Con la llegada de la televisión y con los primeros discos y cassettes de chistes y monólogos, se empieza a identificar a los autores de estas ocurrencias, sobre todo en el caso de humoristas con una personalidad muy marcada. Nadie le robaría un chiste a Woody Allen o a Andy Kaufman (en caso de que alguna vez hubiera contado alguno).
Y ocurre cada vez más con las redes sociales, a un nivel sin tantas aspiraciones. Muchos se esfuerzan en Twitter por crear chistes y se enfadan, con razón, cuando se reproducen sin citar. Sobre todo (y como ya vimos en su momento) cuando lo hacen cuentas dedicadas a reproducir contenidos en busca de ingresos publicitarios. Es decir, hoy en día los chistes vuelven a tener autor, como en la buena época anterior al Philogelos.
Lo cual no quita que muchos de esos chistes supuestamente originales no sean más que nuevas versiones de chistes muy viejos. Chistes de 1600 años de antigüedad. Como el del peluquero que veíamos al principio. Aunque hay que reconocer que sigue siendo tan válido hoy en día como entonces.
Los chistes del 'Philogelos', a prueba
Para probar si estos chistes conservan algo de gracia, el cómico Jim Bowen decidió en 2008 subirse a un escenario y leerlos en voz alta.
Según explica Mary Beard también en Laughter in Ancient Rome, la actuación fue exitosa, pero el mérito es, sobre todo de Bowen y del traductor, William Berg, que adaptaron el lenguaje y el ritmo de los chistes a las expectativas contemporáneas. Además, el público había acudido a la representación con ganas de reír, “hasta el punto de que muchos de los que más se reían también se reían de sí mismos por reírse de estos chistes romanos muy, muy viejos”. Hay algún vídeo en YouTube.

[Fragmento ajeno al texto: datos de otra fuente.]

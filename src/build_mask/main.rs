//! Grid mask generation for the selected basin.
//!
//! Basin polygons are mapped onto the grid while extracting, cached, and
//! every grid cell is then tested against the selected one.

use std::path::PathBuf;

use anyhow::{Context, Result};
use clap::Parser;
use indicatif::{ProgressBar, ProgressStyle};
use tracing::{debug, info};
use tracing_subscriber::{EnvFilter, FmtSubscriber};

use basinmask::basin::{load_basins, Projection};
use basinmask::cache::ensure_cached;
use basinmask::mask::{build_mask_with_progress, write_mask};
use basinmask::{Config, DiskPolygon, LoadedPolygon, PolygonQuery};

#[derive(Parser, Debug)]
#[command(name = "mask")]
#[command(about = "Rasterize a basin polygon from KML into a 1/NaN grid mask")]
struct Args {
    /// TOML config file
    #[arg(short, long)]
    config: Option<PathBuf>,

    /// KML file with basin boundaries
    #[arg(long)]
    kml: Option<PathBuf>,

    /// Basin to rasterize, as "<Basin_Name>: <Basin_Subbasin_Name>"
    #[arg(long)]
    basin: Option<String>,

    /// Grid columns
    #[arg(long)]
    width: Option<usize>,

    /// Grid rows
    #[arg(long)]
    height: Option<usize>,

    /// Output HDF5 file
    #[arg(short, long)]
    output: Option<PathBuf>,

    /// Re-read the polygon cache for every cell instead of once
    #[arg(long)]
    reload_each_query: bool,

    /// Debug logging
    #[arg(short, long)]
    verbose: bool,
}

impl Args {
    fn apply(self, config: &mut Config) {
        if let Some(kml) = self.kml {
            config.kml_path = kml;
        }
        if let Some(basin) = self.basin {
            config.selected_basin = basin;
        }
        if let Some(width) = self.width {
            config.mask.width = width;
        }
        if let Some(height) = self.height {
            config.mask.height = height;
        }
        if let Some(output) = self.output {
            config.mask.output = output;
        }
    }
}

fn main() -> Result<()> {
    let args = Args::parse();

    // Initialize logging
    let default_level = if args.verbose { "debug" } else { "info" };
    let subscriber = FmtSubscriber::builder()
        .with_env_filter(
            EnvFilter::try_from_default_env().unwrap_or_else(|_| EnvFilter::new(default_level)),
        )
        .with_writer(std::io::stderr)
        .finish();
    tracing::subscriber::set_global_default(subscriber)?;

    let mut config = Config::load_or_default(args.config.as_deref())?;
    let reload_each_query = args.reload_each_query;
    args.apply(&mut config);
    debug!("Config: {:?}", config);

    info!("Basinmask Mask Builder");
    ensure_cached(&config.grid_cache, &config.selected_basin, || {
        load_basins(&config.kml_path, Projection::Grid(config.grid))
    })
    .with_context(|| format!("Failed to prepare grid cache from {}", config.kml_path.display()))?;

    let query: Box<dyn PolygonQuery> = if reload_each_query {
        info!("Reloading {} for every cell", config.grid_cache.polygon.display());
        Box::new(DiskPolygon::new(&config.grid_cache.polygon))
    } else {
        Box::new(LoadedPolygon::load(&config.grid_cache.polygon)?)
    };

    let pb = ProgressBar::new(config.mask.height as u64);
    pb.set_style(
        ProgressStyle::default_bar()
            .template("{spinner:.green} [{elapsed_precise}] [{bar:40.cyan/blue}] {pos}/{len} rows")?
            .progress_chars("#>-"),
    );

    let mask = build_mask_with_progress(config.mask.width, config.mask.height, query.as_ref(), |_| {
        pb.inc(1)
    })?;
    pb.finish_with_message("Mask complete");

    write_mask(&config.mask.output, &config.mask.dataset, &mask)
        .with_context(|| format!("Failed to write {}", config.mask.output.display()))?;

    Ok(())
}

#[cfg(test)]
mod tests {
    use super::*;

    #[test]
    fn test_overrides() {
        let args = Args::parse_from([
            "mask",
            "--width",
            "2",
            "--height",
            "3",
            "-o",
            "out.h5",
            "--basin",
            "A: B",
        ]);
        let mut config = Config::default();
        args.apply(&mut config);

        assert_eq!(config.mask.width, 2);
        assert_eq!(config.mask.height, 3);
        assert_eq!(config.mask.output, PathBuf::from("out.h5"));
        assert_eq!(config.selected_basin, "A: B");
        assert_eq!(config.kml_path, Config::default().kml_path);
    }
}
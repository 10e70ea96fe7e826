use anyhow::{Context, Result};
use serde::Deserialize;
use std::fs;
use std::path::{Path, PathBuf};

use crate::cache::CachePaths;
use crate::grid::GridSpec;

pub const DEFAULT_SELECTED_BASIN: &str = "SAN GABRIEL VALLEY: SAN GABRIEL VALLEY";

#[derive(Debug, Deserialize, Clone, PartialEq)]
#[serde(default)]
pub struct Config {
    pub kml_path: PathBuf,
    pub selected_basin: String,
    /// Caches holding lon/lat polygons
    pub cache: CachePaths,
    /// Caches holding polygons already mapped onto the grid
    pub grid_cache: CachePaths,
    pub grid: GridSpec,
    pub mask: MaskConfig,
}

#[derive(Debug, Deserialize, Clone, PartialEq)]
#[serde(default)]
pub struct MaskConfig {
    pub width: usize,
    pub height: usize,
    pub output: PathBuf,
    pub dataset: String,
}

impl Default for Config {
    fn default() -> Self {
        Self {
            kml_path: PathBuf::from("input.kml"),
            selected_basin: DEFAULT_SELECTED_BASIN.to_string(),
            cache: CachePaths::new("basins.pickle", "polygon.pickle"),
            grid_cache: CachePaths::new("grid_basins.pickle", "grid_polygon.pickle"),
            grid: GridSpec::default(),
            mask: MaskConfig::default(),
        }
    }
}

impl Default for MaskConfig {
    fn default() -> Self {
        Self {
            width: 324,
            height: 540,
            output: PathBuf::from("my_mask.h5"),
            dataset: "mask".to_string(),
        }
    }
}

impl Config {
    pub fn load_from_file<P: AsRef<Path>>(path: P) -> Result<Self> {
        let content = fs::read_to_string(path).context("Failed to read config file")?;
        let config: Config = toml::from_str(&content).context("Failed to parse config file")?;
        Ok(config)
    }

    /// Config from `path` if given, defaults otherwise
    pub fn load_or_default(path: Option<&Path>) -> Result<Self> {
        match path {
            Some(path) => Self::load_from_file(path),
            None => Ok(Self::default()),
        }
    }
}
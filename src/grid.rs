//! Mapping from geographic coordinates to mask grid indices.

use geo::Coord;
use serde::Deserialize;

pub const DEFAULT_ORIGIN_LAT: f64 = 34.4;
pub const DEFAULT_ORIGIN_LON: f64 = -118.75;
/// Degrees per cell (10 arc-seconds)
pub const DEFAULT_STEP: f64 = 0.00277778;

/// Grid anchored at its north-west corner; rows grow southwards
#[derive(Debug, Clone, Copy, PartialEq, Deserialize)]
#[serde(default)]
pub struct GridSpec {
    pub origin_lat: f64,
    pub origin_lon: f64,
    pub step: f64,
}

impl Default for GridSpec {
    fn default() -> Self {
        Self {
            origin_lat: DEFAULT_ORIGIN_LAT,
            origin_lon: DEFAULT_ORIGIN_LON,
            step: DEFAULT_STEP,
        }
    }
}

impl GridSpec {
    /// Grid (x, y) for a lon/lat pair.
    ///
    /// Offsets are truncated toward zero, not floored, so points just west
    /// or north of the origin still land in column/row 0. Existing masks
    /// depend on this.
    pub fn to_grid(&self, lon: f64, lat: f64) -> (i64, i64) {
        let x = ((lon - self.origin_lon) / self.step) as i64;
        let y = -(((lat - self.origin_lat) / self.step) as i64);
        (x, y)
    }

    pub fn to_grid_coord(&self, coord: Coord<f64>) -> Coord<f64> {
        let (x, y) = self.to_grid(coord.x, coord.y);
        Coord {
            x: x as f64,
            y: y as f64,
        }
    }
}

/// [`GridSpec::to_grid`] on the default grid
pub fn latlon2yx(lon: f64, lat: f64) -> (i64, i64) {
    GridSpec::default().to_grid(lon, lat)
}
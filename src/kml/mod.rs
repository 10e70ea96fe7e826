//! KML feature tree.
//!
//! Only the subset needed for basin boundaries is modelled: Document and
//! Folder containers, Placemarks with a single geometry, and extended data
//! given either as `SchemaData`/`SimpleData` or as `Data`/`value` pairs.

mod parse;

use geo::Coord;

pub use parse::{load_kml, parse_kml};

#[derive(Debug, Clone, Copy, PartialEq, Eq)]
pub enum ContainerKind {
    Document,
    Folder,
}

/// A node of the parsed feature tree
#[derive(Debug, Clone, PartialEq)]
pub enum Feature {
    Container {
        kind: ContainerKind,
        name: Option<String>,
        children: Vec<Feature>,
    },
    Placemark(Placemark),
}

impl Feature {
    /// Number of placemarks in this subtree
    pub fn placemark_count(&self) -> usize {
        match self {
            Feature::Container { children, .. } => {
                children.iter().map(Feature::placemark_count).sum()
            }
            Feature::Placemark(_) => 1,
        }
    }
}

#[derive(Debug, Clone, PartialEq, Default)]
pub struct Placemark {
    pub name: Option<String>,
    pub geometry: Option<Geometry>,
    pub extended_data: Vec<ExtendedDataElement>,
}

#[derive(Debug, Clone, PartialEq)]
pub enum Geometry {
    Point(Coord<f64>),
    LineString(Vec<Coord<f64>>),
    Polygon {
        exterior: Vec<Coord<f64>>,
        interiors: Vec<Vec<Coord<f64>>>,
    },
    /// Any geometry we don't interpret, keyed by element name
    Other(String),
}

#[derive(Debug, Clone, PartialEq, Eq)]
pub struct DataField {
    pub name: String,
    pub value: String,
}

#[derive(Debug, Clone, PartialEq, Eq)]
pub enum ExtendedDataElement {
    SchemaData {
        schema_url: Option<String>,
        fields: Vec<DataField>,
    },
    Data(DataField),
}

impl ExtendedDataElement {
    pub fn fields(&self) -> &[DataField] {
        match self {
            ExtendedDataElement::SchemaData { fields, .. } => fields,
            ExtendedDataElement::Data(field) => std::slice::from_ref(field),
        }
    }
}
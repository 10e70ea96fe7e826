//! Error taxonomy for the basin pipeline.

use std::path::PathBuf;

use thiserror::Error;

pub type Result<T, E = BasinError> = std::result::Result<T, E>;

#[derive(Debug, Error)]
pub enum BasinError {
    /// KML file missing, unreadable or malformed
    #[error("failed to parse KML {source_name}: {message}")]
    Parse {
        source_name: String,
        message: String,
    },

    /// Polygon placemark without the expected extended-data fields
    #[error("placemark {placemark:?} is missing extended data field `{field}`")]
    Schema {
        placemark: Option<String>,
        field: &'static str,
    },

    /// Cache file unreadable or not decodable into the expected shape
    #[error("cache file {} is corrupt: {message}", .path.display())]
    CacheCorrupt { path: PathBuf, message: String },

    /// Selected basin absent from the dictionary
    #[error("basin `{0}` not found in basin dictionary")]
    MissingBasin(String),

    #[error("failed to write mask to {}: {message}", .path.display())]
    MaskWrite { path: PathBuf, message: String },

    #[error(transparent)]
    Io(#[from] std::io::Error),
}

impl BasinError {
    pub(crate) fn parse(source_name: impl Into<String>, message: impl ToString) -> Self {
        BasinError::Parse {
            source_name: source_name.into(),
            message: message.to_string(),
        }
    }
}
//! Basinmask - basin boundary extraction and grid masking from KML
//!
//! This library provides the shared pipeline for the query and mask binaries.

pub mod basin;
pub mod cache;
pub mod config;
pub mod error;
pub mod grid;
pub mod kml;
pub mod mask;
pub mod pip;

pub use basin::{BasinSet, Projection};
pub use cache::{CachePaths, CacheStatus};
pub use config::Config;
pub use error::BasinError;
pub use grid::{latlon2yx, GridSpec};
pub use pip::{in_polygon, DiskPolygon, LoadedPolygon, PolygonQuery};
use std::fs;
use std::path::Path;

use geo::Coord;
use roxmltree::{Document, Node};
use tracing::{debug, info};

use super::{ContainerKind, DataField, ExtendedDataElement, Feature, Geometry, Placemark};
use crate::error::{BasinError, Result};

/// Read and parse a KML file into its top-level features
pub fn load_kml<P: AsRef<Path>>(path: P) -> Result<Vec<Feature>> {
    let path = path.as_ref();
    let source_name = path.display().to_string();
    info!("Loading KML from {}", source_name);

    let text = fs::read_to_string(path).map_err(|e| BasinError::parse(&source_name, e))?;
    let features = KmlParser::new(&source_name).parse(&text)?;

    info!(
        "Parsed {} placemarks",
        features.iter().map(Feature::placemark_count).sum::<usize>()
    );
    Ok(features)
}

/// Parse KML text held in memory
pub fn parse_kml(text: &str) -> Result<Vec<Feature>> {
    KmlParser::new("<memory>").parse(text)
}

struct KmlParser<'s> {
    source_name: &'s str,
}

impl<'s> KmlParser<'s> {
    fn new(source_name: &'s str) -> Self {
        Self { source_name }
    }

    fn error(&self, message: impl ToString) -> BasinError {
        BasinError::parse(self.source_name, message)
    }

    fn parse(&self, text: &str) -> Result<Vec<Feature>> {
        let doc = Document::parse(text).map_err(|e| self.error(e))?;
        let root = doc.root_element();
        if root.tag_name().name() != "kml" {
            return Err(self.error(format!(
                "expected <kml> root element, found <{}>",
                root.tag_name().name()
            )));
        }
        self.features(root)
    }

    fn features(&self, node: Node) -> Result<Vec<Feature>> {
        let mut features = Vec::new();
        for child in node.children().filter(Node::is_element) {
            let feature = match child.tag_name().name() {
                "Document" => self.container(child, ContainerKind::Document)?,
                "Folder" => self.container(child, ContainerKind::Folder)?,
                "Placemark" => Feature::Placemark(self.placemark(child)?),
                other => {
                    debug!("Ignoring <{}> element", other);
                    continue;
                }
            };
            features.push(feature);
        }
        Ok(features)
    }

    fn container(&self, node: Node, kind: ContainerKind) -> Result<Feature> {
        Ok(Feature::Container {
            kind,
            name: child_text(node, "name"),
            children: self.features(node)?,
        })
    }

    fn placemark(&self, node: Node) -> Result<Placemark> {
        let mut placemark = Placemark {
            name: child_text(node, "name"),
            ..Default::default()
        };

        for child in node.children().filter(Node::is_element) {
            match child.tag_name().name() {
                "ExtendedData" => placemark.extended_data = self.extended_data(child)?,
                "Polygon" | "Point" | "LineString" | "LinearRing" | "MultiGeometry" | "Model"
                | "Track" => {
                    if placemark.geometry.is_none() {
                        placemark.geometry = Some(self.geometry(child)?);
                    }
                }
                _ => {}
            }
        }

        Ok(placemark)
    }

    fn geometry(&self, node: Node) -> Result<Geometry> {
        let geometry = match node.tag_name().name() {
            "Polygon" => {
                let exterior = child(node, "outerBoundaryIs")
                    .and_then(|b| child(b, "LinearRing"))
                    .ok_or_else(|| self.error("<Polygon> without <outerBoundaryIs><LinearRing>"))?;
                let interiors = node
                    .children()
                    .filter(|n| is_named(n, "innerBoundaryIs"))
                    .filter_map(|b| child(b, "LinearRing"))
                    .map(|ring| self.coordinates(ring))
                    .collect::<Result<Vec<_>>>()?;
                Geometry::Polygon {
                    exterior: self.coordinates(exterior)?,
                    interiors,
                }
            }
            "Point" => {
                let coords = self.coordinates(node)?;
                let first = coords
                    .first()
                    .copied()
                    .ok_or_else(|| self.error("<Point> without coordinates"))?;
                Geometry::Point(first)
            }
            "LineString" => Geometry::LineString(self.coordinates(node)?),
            other => Geometry::Other(other.to_string()),
        };
        Ok(geometry)
    }

    /// Coordinates of the `<coordinates>` child, as `lon,lat[,alt]` tuples
    fn coordinates(&self, node: Node) -> Result<Vec<Coord<f64>>> {
        let text = child(node, "coordinates")
            .and_then(|n| n.text())
            .unwrap_or_default();

        text.split_whitespace()
            .map(|tuple| {
                let mut parts = tuple.split(',').map(str::parse::<f64>);
                match (parts.next(), parts.next()) {
                    (Some(Ok(x)), Some(Ok(y))) => Ok(Coord { x, y }),
                    _ => Err(self.error(format!("invalid coordinate tuple `{}`", tuple))),
                }
            })
            .collect()
    }

    fn extended_data(&self, node: Node) -> Result<Vec<ExtendedDataElement>> {
        let mut elements = Vec::new();
        for child in node.children().filter(Node::is_element) {
            match child.tag_name().name() {
                "SchemaData" => {
                    let fields = child
                        .children()
                        .filter(|n| is_named(n, "SimpleData"))
                        .map(|n| {
                            Ok(DataField {
                                name: self.name_attribute(n)?,
                                value: n.text().unwrap_or_default().trim().to_string(),
                            })
                        })
                        .collect::<Result<Vec<_>>>()?;
                    elements.push(ExtendedDataElement::SchemaData {
                        schema_url: child.attribute("schemaUrl").map(str::to_string),
                        fields,
                    });
                }
                "Data" => elements.push(ExtendedDataElement::Data(DataField {
                    name: self.name_attribute(child)?,
                    value: child_text(child, "value").unwrap_or_default(),
                })),
                _ => {}
            }
        }
        Ok(elements)
    }

    fn name_attribute(&self, node: Node) -> Result<String> {
        node.attribute("name").map(str::to_string).ok_or_else(|| {
            self.error(format!(
                "<{}> without a name attribute",
                node.tag_name().name()
            ))
        })
    }
}

fn is_named(node: &Node, name: &str) -> bool {
    node.is_element() && node.tag_name().name() == name
}

fn child<'a, 'input>(node: Node<'a, 'input>, name: &str) -> Option<Node<'a, 'input>> {
    node.children().find(|n| is_named(n, name))
}

fn child_text(node: Node, name: &str) -> Option<String> {
    child(node, name)
        .and_then(|n| n.text())
        .map(|t| t.trim().to_string())
}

Este vídeo arranca con Bowen hablando del tipo que va al médico porque se siente mareado durante media hora después de despertarse. “Bueno, pues levántase media hora más tarde”, le contesta el doctor. A mí me ha recordado a este chiste que no nos hacía gracia ni de niños:
-Doctor, me duele aquí.
-Pues váyase allí.
-¡Me sigue doliendo!
-¡Doliendo, no sigas a este señor!
Como es perfectamente comprensible, el público no se ríe tanto de la ocurrencia como del hecho de que Bowen les recuerde que aún quedan varios centenares de chistes similares. A menudo nos reímos de lo que nos da miedo.